10.4062/biomolther.2015.150
- Author:
Seung Hwan KWON
1
;
Shi Xun MA
;
Ji Young HWANG
;
Yong Hyun KO
;
Ji Yeon SEO
;
Bo Ram LEE
;
Seok Yong LEE
;
Choon Gon JANG
Author Information
1. Department of Pharmacology, School of Pharmacy, Sungkyunkwan University, Suwon 16419, Republic of Korea. jang@skku.edu
- Publication Type:Original Article
- Keywords:
Eucommia ulmoides Oliv. Bark.;
Pro-inflammatory responses;
Nuclear factor-kappa B;
Nuclear factor erythroid 2-related factor 2;
Heme oxygenase-1;
BV-2 microglial cells
- MeSH:
Cytokines;
Dinoprostone;
DNA;
Eucommiaceae*;
Glycogen Synthase;
Heme Oxygenase-1;
Mitogen-Activated Protein Kinases;
Phosphorylation;
Reactive Oxygen Species;
Transcription Factors;
Up-Regulation;
Zinc
- From:Biomolecules & Therapeutics
2016;24(3):268-282
- CountryRepublic of Korea
- Language:English
-
Abstract:
In the present study, we investigated the anti-inflammatory properties of Eucommia ulmoides Oliv.
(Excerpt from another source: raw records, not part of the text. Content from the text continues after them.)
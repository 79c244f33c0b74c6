//! Multiplexed output stream of a sandbox.
//!
//! Each frame is an 8-byte header followed by its payload:
//!
//! ```text
//! [stream_type, 0, 0, 0, len (u32 big endian)] payload[len]
//! ```
//!
//! `stream_type` is 0 for stdin, 1 for stdout and 2 for stderr.

use std::io;

use bytes::{Buf, Bytes, BytesMut};
use tokio_util::codec::Decoder;

pub const HEADER_LEN: usize = 8;

/// Largest payload a single frame may announce; anything above is a corrupt header
pub const MAX_FRAME_LEN: usize = 16 * 1024 * 1024;

const TRUNCATION_MARKER: &str = "\n[output truncated]\n";

#[derive(Debug, Clone, Copy, PartialEq, Eq)]
pub enum StreamKind {
    Stdin,
    Stdout,
    Stderr,
}

impl StreamKind {
    fn from_byte(byte: u8) -> Option<Self> {
        match byte {
            0 => Some(Self::Stdin),
            1 => Some(Self::Stdout),
            2 => Some(Self::Stderr),
            _ => None,
        }
    }
}

#[derive(Debug, Clone, PartialEq, Eq)]
pub struct Frame {
    pub kind: StreamKind,
    pub payload: Bytes,
}

impl Frame {
    pub fn new(kind: StreamKind, payload: impl Into<Bytes>) -> Self {
        Self {
            kind,
            payload: payload.into(),
        }
    }
}

/// Reads the stream kind and payload length out of a frame header
pub fn parse_header(header: &[u8; HEADER_LEN]) -> io::Result<(StreamKind, usize)> {
    let kind = StreamKind::from_byte(header[0]).ok_or_else(|| {
        io::Error::new(
            io::ErrorKind::InvalidData,
            format!("unknown stream type {} in output frame", header[0]),
        )
    })?;
    let len = u32::from_be_bytes([header[4], header[5], header[6], header[7]]) as usize;
    if len > MAX_FRAME_LEN {
        return Err(io::Error::new(
            io::ErrorKind::InvalidData,
            format!("output frame of {len} bytes exceeds the {MAX_FRAME_LEN} byte limit"),
        ));
    }
    Ok((kind, len))
}

fn peek_header(src: &BytesMut) -> [u8; HEADER_LEN] {
    let mut header = [0u8; HEADER_LEN];
    header.copy_from_slice(&src[..HEADER_LEN]);
    header
}

/// Splits the raw stream into frames, however the bytes were chunked in transit
#[derive(Debug, Default)]
pub struct FrameDecoder;

impl Decoder for FrameDecoder {
    type Item = Frame;
    type Error = io::Error;

    fn decode(&mut self, src: &mut BytesMut) -> io::Result<Option<Frame>> {
        if src.len() < HEADER_LEN {
            src.reserve(HEADER_LEN - src.len());
            return Ok(None);
        }

        let (kind, len) = parse_header(&peek_header(src))?;
        if src.len() < HEADER_LEN + len {
            src.reserve(HEADER_LEN + len - src.len());
            return Ok(None);
        }

        src.advance(HEADER_LEN);
        let payload = src.split_to(len).freeze();
        Ok(Some(Frame { kind, payload }))
    }

    fn decode_eof(&mut self, src: &mut BytesMut) -> io::Result<Option<Frame>> {
        if let Some(frame) = self.decode(src)? {
            return Ok(Some(frame));
        }

        // A killed sandbox can cut the last frame short; keep what arrived
        if src.len() > HEADER_LEN {
            let (kind, _) = parse_header(&peek_header(src))?;
            src.advance(HEADER_LEN);
            let payload = src.split().freeze();
            return Ok(Some(Frame { kind, payload }));
        }

        src.clear();
        Ok(None)
    }
}

/// Append-only stdout/stderr buffers, each capped at `limit` bytes
#[derive(Debug)]
pub struct OutputBuffers {
    stdout: Vec<u8>,
    stderr: Vec<u8>,
    limit: usize,
    stdout_truncated: bool,
    stderr_truncated: bool,
}

impl OutputBuffers {
    pub fn new(limit: usize) -> Self {
        Self {
            stdout: Vec::new(),
            stderr: Vec::new(),
            limit,
            stdout_truncated: false,
            stderr_truncated: false,
        }
    }

    pub fn push(&mut self, frame: &Frame) {
        let (buffer, truncated) = match frame.kind {
            StreamKind::Stdout => (&mut self.stdout, &mut self.stdout_truncated),
            StreamKind::Stderr => (&mut self.stderr, &mut self.stderr_truncated),
            StreamKind::Stdin => return,
        };

        let room = self.limit.saturating_sub(buffer.len());
        if frame.payload.len() > room {
            *truncated = true;
        }
        buffer.extend_from_slice(&frame.payload[..frame.payload.len().min(room)]);
    }

    /// Empties both buffers into `(stdout, stderr)`
    pub fn take(&mut self) -> (String, String) {
        let finish = |buffer: &mut Vec<u8>, truncated: bool| {
            let mut text = String::from_utf8_lossy(&std::mem::take(buffer)).into_owned();
            if truncated {
                text.push_str(TRUNCATION_MARKER);
            }
            text
        };

        (
            finish(&mut self.stdout, self.stdout_truncated),
            finish(&mut self.stderr, self.stderr_truncated),
        )
    }
}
Bark. (EUE) in lipopolysaccharide (LPS)-stimulated microglial BV-2 cells and found that EUE inhibited LPS-mediated up-regulation of pro-inflammatory response factors. In addition, EUE inhibited the elevated production of pro-inflammatory cytokines, mediators, and reactive oxygen species (ROS) in LPS-stimulated BV-2 microglial cells. Subsequent mechanistic studies revealed that EUE suppressed LPS-induced phosphorylation of mitogen-activated protein kinases (MAPKs), phosphoinositide-3-kinase (PI3K)/Akt, glycogen synthase kinase-3β (GSK-3β), and their downstream transcription factor, nuclear factor-kappa B (NF-κB). EUE also blocked the nuclear translocation of NF-κB and inhibited its binding to DNA. We next demonstrated that EUE induced the nuclear translocation of nuclear factor erythroid 2-related factor 2 (Nrf2) and upregulated heme oxygenase-1 (HO-1) expression. We determined that the significant up-regulation of HO-1 expression by EUE was a consequence of Nrf2 nuclear translocation; furthermore, EUE increased the DNA binding of Nrf2. In contrast, zinc protoporphyrin (ZnPP), a specific HO-1 inhibitor, blocked the ability of EUE to inhibit NO and PGE2 production, indicating the vital role of HO-1. Overall, our results indicate that EUE inhibits pro-inflammatory responses by modulating MAPKs, PI3K/Akt, and GSK-3β, consequently suppressing NF-κB activation and inducing Nrf2-dependent HO-1 activation.